Pinnacle Rock (Little Farnsworth)

This spot is slightly southeast of the landing at Avalon, and as the name implies, there are two sets of pinnacles here, at 60 feet, reached by descending down an anchor line. Deeper down at 95 feet, the rocks reveal purple whips and colonies of ochre sea stars tightly fastened to them. While the adult garibaldi are in great numbers here, juveniles sporting electric blue spots on orange bodies are even nicer finds. The presence of black urchins provides a deterrent should you get the idea of using your fingers to clutch a ledge on a rock, and between the rocks there's a lush carpet of color--egg-yolk yellow zoanthid anemones and pale crimson sand rose anemones. A Spanish shawl nudibranch on a kelp leaf isn't an uncommon sight.

Pirates Cove

A myriad of sites are clustered here, off the coast of Buttonshell Beach on Long Point, with this one dropping down to 120 feet. But you'll only need to descend a little over half that distance to check out these seriously lush kelp beds, where at the roots there's a thick bed of green eel grass and purple algae growth. As I'm carefully peering under rocks, I see an octopus quickly scurrying underneath one. Later, a squid scoots past me, hastily seeking refuge. When I spot another swarming mass of jackmackerel, I find a crevice in a sandy spot to pause and watch their synchronized ballet, contracting and expanding under the glinting sunlight. I look down and discover a camouflaged, horned brown California scorpionfish against a rock is also watching the action.

Eagle Reef

Here's a site so nice, you'll want to dive it twice. That's the scheme of our captain, who earlier this morning dropped us at Sea Fan Grotto, where we did some tight squeezing through swim-through caves and eyeballed stately white sea fans adorning a wall. When we roll up to Eagle Reef, he slyly smiles, saying he wants to end the trip on a high note before the two-hour steam back to San Pedro. He's dead on. It's another spot with big pinnacles in 60 feet of water, with a sand canyon in between. Again we descend an anchor line, and this time alight above a cave crawling with lobsters and guarded by tiny purple-and-orange Catalina gobies and blue-and-white knobby stars. There's also a wealth of small life clinging onto the rocks' bottoms--giant keyhole impets, rock scallops and blackeye gobies wedged in crevices.
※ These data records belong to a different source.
use std::future::Future;
use std::sync::Arc;
use std::time::Duration;

use tracing::{debug, info, instrument, warn};
use uuid::Uuid;

use models::page_content;

use super::domain::{ContentEntry, ContentInput};
use super::repository::ContentStore;
use super::resolver::ContentSnapshot;
use crate::errors::ServiceError;

pub const DEFAULT_STORAGE_TIMEOUT: Duration = Duration::from_secs(5);

/// Content operations independent of the web framework.
///
/// Input is validated before the store is reached and every store call is
/// bounded by `timeout`; an elapsed call is reported as `StorageUnavailable`.
pub struct ContentService<S: ContentStore + ?Sized> {
    store: Arc<S>,
    timeout: Duration,
}

impl<S: ContentStore + ?Sized> Clone for ContentService<S> {
    fn clone(&self) -> Self { Self { store: self.store.clone(), timeout: self.timeout } }
}

impl<S: ContentStore + ?Sized> ContentService<S> {
    pub fn new(store: Arc<S>) -> Self { Self { store, timeout: DEFAULT_STORAGE_TIMEOUT } }

    pub fn with_timeout(mut self, timeout: Duration) -> Self {
        self.timeout = timeout;
        self
    }

    async fn bounded<T, F>(&self, op: &'static str, fut: F) -> Result<T, ServiceError>
    where
        F: Future<Output = Result<T, ServiceError>>,
    {
        match tokio::time::timeout(self.timeout, fut).await {
            Ok(res) => {
                if let Err(e) = &res {
                    if e.is_retryable() {
                        warn!(op, error = %e, "content store call failed");
                    }
                }
                res
            }
            Err(_) => {
                warn!(op, timeout_ms = self.timeout.as_millis() as u64, "content store call timed out");
                Err(ServiceError::StorageUnavailable(format!("{op} timed out")))
            }
        }
    }

    /// Every entry, ordered by section then key.
    ///
    /// # Examples
    /// ```
    /// use service::content::{ContentService, repository::memory::MemoryContentStore};
    /// use std::sync::Arc;
    /// let svc = ContentService::new(Arc::new(MemoryContentStore::new()));
    /// let all = tokio_test::block_on(svc.get_all()).unwrap();
    /// assert!(all.is_empty());
    /// ```
    #[instrument(skip(self))]
    pub async fn get_all(&self) -> Result<Vec<ContentEntry>, ServiceError> {
        let rows = self.bounded("get_all", self.store.get_all()).await?;
        debug!(count = rows.len(), "content listed");
        Ok(rows)
    }

    #[instrument(skip(self))]
    pub async fn get_by_section(&self, section: &str) -> Result<Vec<ContentEntry>, ServiceError> {
        page_content::validate_section(section)?;
        self.bounded("get_by_section", self.store.get_by_section(section)).await
    }

    #[instrument(skip(self))]
    pub async fn get_by_key(&self, section: &str, key: &str) -> Result<Option<ContentEntry>, ServiceError> {
        page_content::validate_section(section)?;
        page_content::validate_key(key)?;
        self.bounded("get_by_key", self.store.get_by_key(section, key)).await
    }

    /// Insert or overwrite the value stored under `(section, key)`.
    ///
    /// # Examples
    /// ```
    /// use service::content::{ContentService, ContentInput, repository::memory::MemoryContentStore};
    /// use std::sync::Arc;
    /// let svc = ContentService::new(Arc::new(MemoryContentStore::new()));
    /// let a = tokio_test::block_on(svc.upsert(ContentInput::new("hero", "title", "Trade Smarter"))).unwrap();
    /// let b = tokio_test::block_on(svc.upsert(ContentInput::new("hero", "title", "Trade Faster"))).unwrap();
    /// assert_eq!(a.id, b.id);
    /// assert_eq!(b.value, "Trade Faster");
    /// ```
    #[instrument(skip(self, input), fields(section = %input.section, key = %input.key))]
    pub async fn upsert(&self, input: ContentInput) -> Result<ContentEntry, ServiceError> {
        page_content::validate_entry(&input.section, &input.key, &input.value)?;
        let entry = self
            .bounded("upsert", self.store.upsert(&input.section, &input.key, &input.value))
            .await?;
        info!(id = %entry.id, "content_upserted");
        Ok(entry)
    }

    #[instrument(skip(self, input), fields(section = %input.section, key = %input.key))]
    pub async fn update_by_id(&self, id: Uuid, input: ContentInput) -> Result<ContentEntry, ServiceError> {
        page_content::validate_entry(&input.section, &input.key, &input.value)?;
        let entry = self
            .bounded("update_by_id", self.store.update_by_id(id, &input.section, &input.key, &input.value))
            .await?;
        info!(id = %entry.id, "content_updated");
        Ok(entry)
    }

    /// Idempotent; `Ok(false)` when nothing matched `id`.
    #[instrument(skip(self))]
    pub async fn delete_by_id(&self, id: Uuid) -> Result<bool, ServiceError> {
        let removed = self.bounded("delete_by_id", self.store.delete_by_id(id)).await?;
        info!(%id, removed, "content_deleted");
        Ok(removed)
    }

    /// Load everything for fallback-aware rendering. A failed load yields a
    /// pending snapshot so every lookup falls back to its default.
    pub async fn snapshot(&self) -> ContentSnapshot {
        match self.get_all().await {
            Ok(entries) => ContentSnapshot::loaded(entries),
            Err(e) => {
                warn!(error = %e, "content snapshot unavailable, using defaults");
                ContentSnapshot::pending()
            }
        }
    }
}

#[cfg(test)]
mod tests {
    use super::*;
    use crate::content::repository::memory::MemoryContentStore;
    use async_trait::async_trait;

    fn svc() -> ContentService<MemoryContentStore> { ContentService::new(Arc::new(MemoryContentStore::new())) }

    /// Store that never answers in time.
    struct StalledStore;

    #[async_trait]
    impl ContentStore for StalledStore {
        async fn get_all(&self) -> Result<Vec<ContentEntry>, ServiceError> {
            tokio::time::sleep(Duration::from_secs(60)).await;
            Ok(vec![])
        }
        async fn get_by_section(&self, _: &str) -> Result<Vec<ContentEntry>, ServiceError> {
            tokio::time::sleep(Duration::from_secs(60)).await;
            Ok(vec![])
        }
        async fn get_by_key(&self, _: &str, _: &str) -> Result<Option<ContentEntry>, ServiceError> {
            tokio::time::sleep(Duration::from_secs(60)).await;
            Ok(None)
        }
        async fn upsert(&self, _: &str, _: &str, _: &str) -> Result<ContentEntry, ServiceError> {
            Err(ServiceError::StorageUnavailable("down".into()))
        }
        async fn update_by_id(&self, _: Uuid, _: &str, _: &str, _: &str) -> Result<ContentEntry, ServiceError> {
            Err(ServiceError::StorageUnavailable("down".into()))
        }
        async fn delete_by_id(&self, _: Uuid) -> Result<bool, ServiceError> {
            Err(ServiceError::StorageUnavailable("down".into()))
        }
    }

    #[tokio::test]
    async fn empty_value_never_reaches_store() {
        let s = svc();
        let err = s.upsert(ContentInput::new("hero", "title", "")).await.unwrap_err();
        assert!(matches!(err, ServiceError::InvalidInput(_)));
        assert!(s.get_all().await.unwrap().is_empty());
    }

    #[tokio::test]
    async fn blank_section_is_invalid_on_read() {
        let err = svc().get_by_section("  ").await.unwrap_err();
        assert!(matches!(err, ServiceError::InvalidInput(_)));
    }

    #[tokio::test]
    async fn update_missing_id_is_not_found() {
        let err = svc()
            .update_by_id(Uuid::new_v4(), ContentInput::new("hero", "title", "x"))
            .await
            .unwrap_err();
        assert!(matches!(err, ServiceError::NotFound(_)));
    }

    #[tokio::test]
    async fn delete_is_idempotent() {
        let s = svc();
        let e = s.upsert(ContentInput::new("about", "title", "About Our Platform")).await.unwrap();
        assert!(s.delete_by_id(e.id).await.unwrap());
        assert!(!s.delete_by_id(e.id).await.unwrap());
        assert!(!s.delete_by_id(Uuid::new_v4()).await.unwrap());
    }

    #[tokio::test]
    async fn concurrent_upserts_leave_one_row() {
        let s = svc();
        let mut handles = Vec::new();
        for i in 0..8 {
            let s = s.clone();
            handles.push(tokio::spawn(async move {
                s.upsert(ContentInput::new("hero", "title", format!("v{i}"))).await
            }));
        }
        for h in handles {
            h.await.unwrap().unwrap();
        }
        let all = s.get_by_section("hero").await.unwrap();
        assert_eq!(all.len(), 1);
        assert!(all[0].value.starts_with('v'));
    }

    #[tokio::test(start_paused = true)]
    async fn slow_store_times_out_as_unavailable() {
        let s = ContentService::new(Arc::new(StalledStore)).with_timeout(Duration::from_millis(50));
        let err = s.get_all().await.unwrap_err();
        assert!(matches!(err, ServiceError::StorageUnavailable(_)));
        assert!(err.is_retryable());
    }

    #[tokio::test(start_paused = true)]
    async fn snapshot_degrades_to_fallbacks() {
        let store: Arc<dyn ContentStore> = Arc::new(StalledStore);
        let s = ContentService::new(store).with_timeout(Duration::from_millis(50));
        let snap = s.snapshot().await;
        assert!(!snap.is_loaded());
        assert_eq!(snap.get("hero", "title", "Trade Smarter with Real-Time Data"), "Trade Smarter with Real-Time Data");
    }

    #[tokio::test]
    async fn snapshot_reflects_store() {
        let s = svc();
        s.upsert(ContentInput::new("hero", "title", "Custom")).await.unwrap();
        let snap = s.snapshot().await;
        assert_eq!(snap.get("hero", "title", "Default"), "Custom");
        assert_eq!(snap.get("hero", "subtitle", "Default"), "Default");
    }
}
But the real prized sights are bunches of thick-horned aeolid nudibranchs--two-inch, ivory-colored sea slugs with violet piping and a tangerine-and-snow-tipped coat.

Meanwhile, the boulder tops are patrolled by showers of aggressive, schooling blacksmith, sheephead and the ubiquitous garibaldi. Look carefully, and you might be rewarded, as I am, by the sight of a sleeping horn shark.
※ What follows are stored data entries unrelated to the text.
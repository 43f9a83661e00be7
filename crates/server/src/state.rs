use std::sync::Arc;
use std::time::Duration;

use sea_orm::DatabaseConnection;

use service::content::repo::seaorm::SeaOrmContentStore;
use service::content::repository::memory::MemoryContentStore;
use service::content::{ContentService, ContentStore};
use service::errors::ServiceError;

/// Shared handler state. `db` is `None` when page content runs in memory;
/// the domain endpoints then answer 503.
#[derive(Clone)]
pub struct ServerState {
    pub db: Option<DatabaseConnection>,
    pub content: ContentService<dyn ContentStore>,
}

impl ServerState {
    pub fn with_database(db: DatabaseConnection, storage_timeout: Duration) -> Self {
        let store: Arc<dyn ContentStore> = Arc::new(SeaOrmContentStore::new(db.clone()));
        Self { db: Some(db), content: ContentService::new(store).with_timeout(storage_timeout) }
    }

    pub fn in_memory(storage_timeout: Duration) -> Self {
        let store: Arc<dyn ContentStore> = Arc::new(MemoryContentStore::new());
        Self { db: None, content: ContentService::new(store).with_timeout(storage_timeout) }
    }

    pub fn db(&self) -> Result<&DatabaseConnection, ServiceError> {
        self.db
            .as_ref()
            .ok_or_else(|| ServiceError::StorageUnavailable("no database configured".into()))
    }
}
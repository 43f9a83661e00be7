use sea_orm::DatabaseConnection;
use uuid::Uuid;

use models::page_content;

use crate::content::domain::ContentEntry;
use crate::content::repository::ContentStore;
use crate::errors::ServiceError;

/// Postgres-backed content store; uniqueness comes from
/// `uniq_page_content_section_key`.
pub struct SeaOrmContentStore {
    pub db: DatabaseConnection,
}

impl SeaOrmContentStore {
    pub fn new(db: DatabaseConnection) -> Self { Self { db } }
}

#[async_trait::async_trait]
impl ContentStore for SeaOrmContentStore {
    async fn get_all(&self) -> Result<Vec<ContentEntry>, ServiceError> {
        let rows = page_content::find_all(&self.db).await?;
        Ok(rows.into_iter().map(ContentEntry::from).collect())
    }

    async fn get_by_section(&self, section: &str) -> Result<Vec<ContentEntry>, ServiceError> {
        let rows = page_content::find_by_section(&self.db, section).await?;
        Ok(rows.into_iter().map(ContentEntry::from).collect())
    }

    async fn get_by_key(&self, section: &str, key: &str) -> Result<Option<ContentEntry>, ServiceError> {
        let row = page_content::find_by_key(&self.db, section, key).await?;
        Ok(row.map(ContentEntry::from))
    }

    async fn upsert(&self, section: &str, key: &str, value: &str) -> Result<ContentEntry, ServiceError> {
        let row = page_content::upsert(&self.db, section, key, value).await?;
        Ok(row.into())
    }

    async fn update_by_id(&self, id: Uuid, section: &str, key: &str, value: &str) -> Result<ContentEntry, ServiceError> {
        let row = page_content::update_by_id(&self.db, id, section, key, value).await?;
        Ok(row.into())
    }

    async fn delete_by_id(&self, id: Uuid) -> Result<bool, ServiceError> {
        let removed = page_content::delete_by_id(&self.db, id).await?;
        Ok(removed > 0)
    }
}
use sea_orm::{ActiveModelTrait, ColumnTrait, ConnectionTrait, DatabaseConnection, EntityTrait, QueryFilter, QueryOrder, QuerySelect};
use tracing::info;
use uuid::Uuid;

use models::testimonial::{self, Entity as TestimonialEntity, NewTestimonial, TestimonialChanges};
use crate::errors::ServiceError;

pub async fn list_all(db: &DatabaseConnection) -> Result<Vec<testimonial::Model>, ServiceError> {
    let rows = TestimonialEntity::find().order_by_desc(testimonial::Column::CreatedAt).all(db).await?;
    Ok(rows)
}

/// Active testimonials, newest first.
pub async fn list_visible(db: &DatabaseConnection, limit: Option<u64>) -> Result<Vec<testimonial::Model>, ServiceError> {
    let rows = TestimonialEntity::find()
        .filter(testimonial::Column::IsActive.eq(true))
        .order_by_desc(testimonial::Column::CreatedAt)
        .limit(limit)
        .all(db)
        .await?;
    Ok(rows)
}

pub async fn get(db: &DatabaseConnection, id: Uuid) -> Result<Option<testimonial::Model>, ServiceError> {
    Ok(TestimonialEntity::find_by_id(id).one(db).await?)
}

pub async fn create<C: ConnectionTrait>(db: &C, input: NewTestimonial) -> Result<testimonial::Model, ServiceError> {
    let created = testimonial::create(db, input).await?;
    info!(id = %created.id, rating = created.rating, "testimonial_created");
    Ok(created)
}

pub async fn update(db: &DatabaseConnection, id: Uuid, changes: TestimonialChanges) -> Result<testimonial::Model, ServiceError> {
    let Some(existing) = TestimonialEntity::find_by_id(id).one(db).await? else {
        return Err(ServiceError::not_found("testimonial"));
    };
    let mut am: testimonial::ActiveModel = existing.into();
    testimonial::apply_changes(&mut am, changes)?;
    let updated = am.update(db).await?;
    info!(id = %updated.id, "testimonial_updated");
    Ok(updated)
}

pub async fn delete(db: &DatabaseConnection, id: Uuid) -> Result<bool, ServiceError> {
    let res = TestimonialEntity::delete_by_id(id).exec(db).await?;
    Ok(res.rows_affected > 0)
}
use serde::Serialize;
use utoipa::OpenApi;
use utoipa::ToSchema;
use uuid::Uuid;

#[derive(ToSchema)]
pub struct HealthResponse { pub status: String }

/// Page-content entry as served by `/content`.
#[derive(ToSchema, Serialize)]
#[serde(rename_all = "camelCase")]
pub struct ContentEntryDoc {
    pub id: Uuid,
    pub section: String,
    pub key: String,
    pub value: String,
    #[schema(format = DateTime)]
    pub created_at: String,
    #[schema(format = DateTime)]
    pub updated_at: String,
}

#[derive(ToSchema)]
pub struct ContentInputDoc {
    #[schema(example = "hero", max_length = 100)]
    pub section: String,
    #[schema(example = "title", max_length = 100)]
    pub key: String,
    #[schema(example = "Trade Smarter with Real-Time Data", min_length = 1)]
    pub value: String,
}

#[derive(ToSchema)]
pub struct ErrorBodyDoc {
    #[schema(example = "Validation Error")]
    pub error: String,
    pub message: Option<String>,
}

#[derive(OpenApi)]
#[openapi(
    paths(
        crate::routes::health,
        crate::routes::content::list_all,
        crate::routes::content::list_section,
        crate::routes::content::get_entry,
        crate::routes::content::upsert,
        crate::routes::content::update,
        crate::routes::content::delete,
        crate::routes::landing::get_landing,
    ),
    components(
        schemas(
            HealthResponse,
            ContentEntryDoc,
            ContentInputDoc,
            ErrorBodyDoc,
        )
    ),
    tags(
        (name = "health"),
        (name = "content", description = "Landing-page copy overrides"),
        (name = "landing")
    )
)]
pub struct ApiDoc;

#[cfg(test)]
mod tests {
    use super::*;

    #[test]
    fn content_paths_are_documented() {
        let doc = ApiDoc::openapi();
        let paths: Vec<_> = doc.paths.paths.keys().cloned().collect();
        for p in ["/content", "/content/{section}", "/content/{section}/{key}", "/admin/content", "/admin/content/{id}"] {
            assert!(paths.iter().any(|x| x == p), "missing {p}");
        }
    }
}
use models::errors::ModelError;
use thiserror::Error;

/// Failure kinds every store operation can report.
///
/// `InvalidInput` is the caller's fault and is raised before storage is
/// touched. `StorageUnavailable` is transient; callers may retry with backoff,
/// the stores never do.
#[derive(Debug, Error)]
pub enum ServiceError {
    #[error("invalid input: {0}")]
    InvalidInput(String),
    #[error("not found: {0}")]
    NotFound(String),
    #[error("storage unavailable: {0}")]
    StorageUnavailable(String),
}

impl ServiceError {
    pub fn not_found(entity: &str) -> Self { Self::NotFound(format!("{} not found", entity)) }

    pub fn is_retryable(&self) -> bool { matches!(self, Self::StorageUnavailable(_)) }
}

impl From<ModelError> for ServiceError {
    fn from(e: ModelError) -> Self {
        match e {
            ModelError::Validation(msg) => Self::InvalidInput(msg),
            ModelError::NotFound(msg) => Self::NotFound(msg),
            ModelError::UniqueViolation(msg) => Self::InvalidInput(format!("already exists: {msg}")),
            ModelError::Db(msg) => Self::StorageUnavailable(msg),
        }
    }
}

impl From<sea_orm::DbErr> for ServiceError {
    fn from(e: sea_orm::DbErr) -> Self { ModelError::from(e).into() }
}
Ascending means navigating once again through the kelp jungle, where purple hydroids sprout wildly and stray, hungry torpedo rays cruise by for snacks. Speaking of which, I'm thinking of the treats awaiting me in the galley--a cup of hot cocoa and slices of Chef Donna Lia-Nott's delicious homemade garlic bread to warm me up. That's easily worth untangling ropes of kelp and braving cold waters, as are these dive sites and others off this California jewel I'd return to in a second.
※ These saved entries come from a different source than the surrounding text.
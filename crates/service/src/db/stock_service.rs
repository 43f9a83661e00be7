use sea_orm::{ActiveModelTrait, ColumnTrait, ConnectionTrait, DatabaseConnection, EntityTrait, QueryFilter, QueryOrder, QuerySelect};
use tracing::info;
use uuid::Uuid;

use models::stock::{self, Entity as StockEntity, NewStock, StockChanges};
use crate::errors::ServiceError;

/// All stocks, most recently updated first.
pub async fn list_all(db: &DatabaseConnection) -> Result<Vec<stock::Model>, ServiceError> {
    let rows = StockEntity::find().order_by_desc(stock::Column::UpdatedAt).all(db).await?;
    Ok(rows)
}

/// Active stocks, most recently updated first; `limit` caps the count.
pub async fn list_visible(db: &DatabaseConnection, limit: Option<u64>) -> Result<Vec<stock::Model>, ServiceError> {
    let rows = StockEntity::find()
        .filter(stock::Column::IsActive.eq(true))
        .order_by_desc(stock::Column::UpdatedAt)
        .limit(limit)
        .all(db)
        .await?;
    Ok(rows)
}

pub async fn get(db: &DatabaseConnection, id: Uuid) -> Result<Option<stock::Model>, ServiceError> {
    Ok(StockEntity::find_by_id(id).one(db).await?)
}

/// Create a stock; a taken symbol is reported as invalid input.
pub async fn create<C: ConnectionTrait>(db: &C, input: NewStock) -> Result<stock::Model, ServiceError> {
    let created = stock::create(db, input).await?;
    info!(id = %created.id, symbol = %created.symbol, "stock_created");
    Ok(created)
}

pub async fn update(db: &DatabaseConnection, id: Uuid, changes: StockChanges) -> Result<stock::Model, ServiceError> {
    let Some(existing) = StockEntity::find_by_id(id).one(db).await? else {
        return Err(ServiceError::not_found("stock"));
    };
    let mut am: stock::ActiveModel = existing.into();
    stock::apply_changes(&mut am, changes)?;
    let updated = am.update(db).await?;
    info!(id = %updated.id, "stock_updated");
    Ok(updated)
}

/// Delete a stock; returns true if a row was removed.
pub async fn delete(db: &DatabaseConnection, id: Uuid) -> Result<bool, ServiceError> {
    let res = StockEntity::delete_by_id(id).exec(db).await?;
    Ok(res.rows_affected > 0)
}
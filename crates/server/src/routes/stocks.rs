use axum::{extract::State, http::StatusCode};
use uuid::Uuid;

use models::stock::{self, NewStock, StockChanges};
use service::db::stock_service;

use crate::errors::{AppJson, AppPath, JsonApiError};
use crate::state::ServerState;

/// Active stocks for the ticker, most recently updated first.
pub async fn list_visible(State(state): State<ServerState>) -> Result<AppJson<Vec<stock::Model>>, JsonApiError> {
    Ok(AppJson(stock_service::list_visible(state.db()?, None).await?))
}

pub async fn list_all(State(state): State<ServerState>) -> Result<AppJson<Vec<stock::Model>>, JsonApiError> {
    Ok(AppJson(stock_service::list_all(state.db()?).await?))
}

pub async fn get(
    State(state): State<ServerState>,
    AppPath(id): AppPath<Uuid>,
) -> Result<AppJson<stock::Model>, JsonApiError> {
    stock_service::get(state.db()?, id)
        .await?
        .map(AppJson)
        .ok_or_else(|| JsonApiError::not_found("stock"))
}

pub async fn create(
    State(state): State<ServerState>,
    AppJson(input): AppJson<NewStock>,
) -> Result<(StatusCode, AppJson<stock::Model>), JsonApiError> {
    let created = stock_service::create(state.db()?, input).await?;
    Ok((StatusCode::CREATED, AppJson(created)))
}

pub async fn update(
    State(state): State<ServerState>,
    AppPath(id): AppPath<Uuid>,
    AppJson(changes): AppJson<StockChanges>,
) -> Result<AppJson<stock::Model>, JsonApiError> {
    Ok(AppJson(stock_service::update(state.db()?, id, changes).await?))
}

pub async fn delete(
    State(state): State<ServerState>,
    AppPath(id): AppPath<Uuid>,
) -> Result<StatusCode, JsonApiError> {
    stock_service::delete(state.db()?, id).await?;
    Ok(StatusCode::NO_CONTENT)
}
And next time, when Mr. Blue comes calling, I'll be ready.

InDepth

Getting There: The Sand Dollar live-aboard departs from Ports O' Call Village at the San Pedro Cruise Terminal, Berth 77C. From Los Angeles, take Interstate 405 South to Interstate 110 South, to California Route 47 North toward Vincent Thomas Bridge. Exit on Harbor Boulevard and go right, then make a left on 6th Street, a right on Sampson Way and a right on Nagoya Way. Land-based diving on Santa Catalina Island requires a catamaran ride from the Southern California mainland cities of San Pedro, Long Beach or Dana Point, on Catalina Express, or from Newport Beach, on the Catalina Flyer. Both offer daily service to the ports of Avalon and Two Harbors from early morning until evening.

Dive Conditions: Water temps average in the mid-60s, with lows in the high 50s in winter and topping out in the high 60s in the summer. Visibility is generally 40 to 60 feet in winter and 60 to 90 feet in summer.

Dive Outfitters & Charters: For more on the Sand Dollar, visit divingcharters.com, and for a complete listing of land-based dive operators and live-aboards, log on to catalina.com or catalinainfo.com.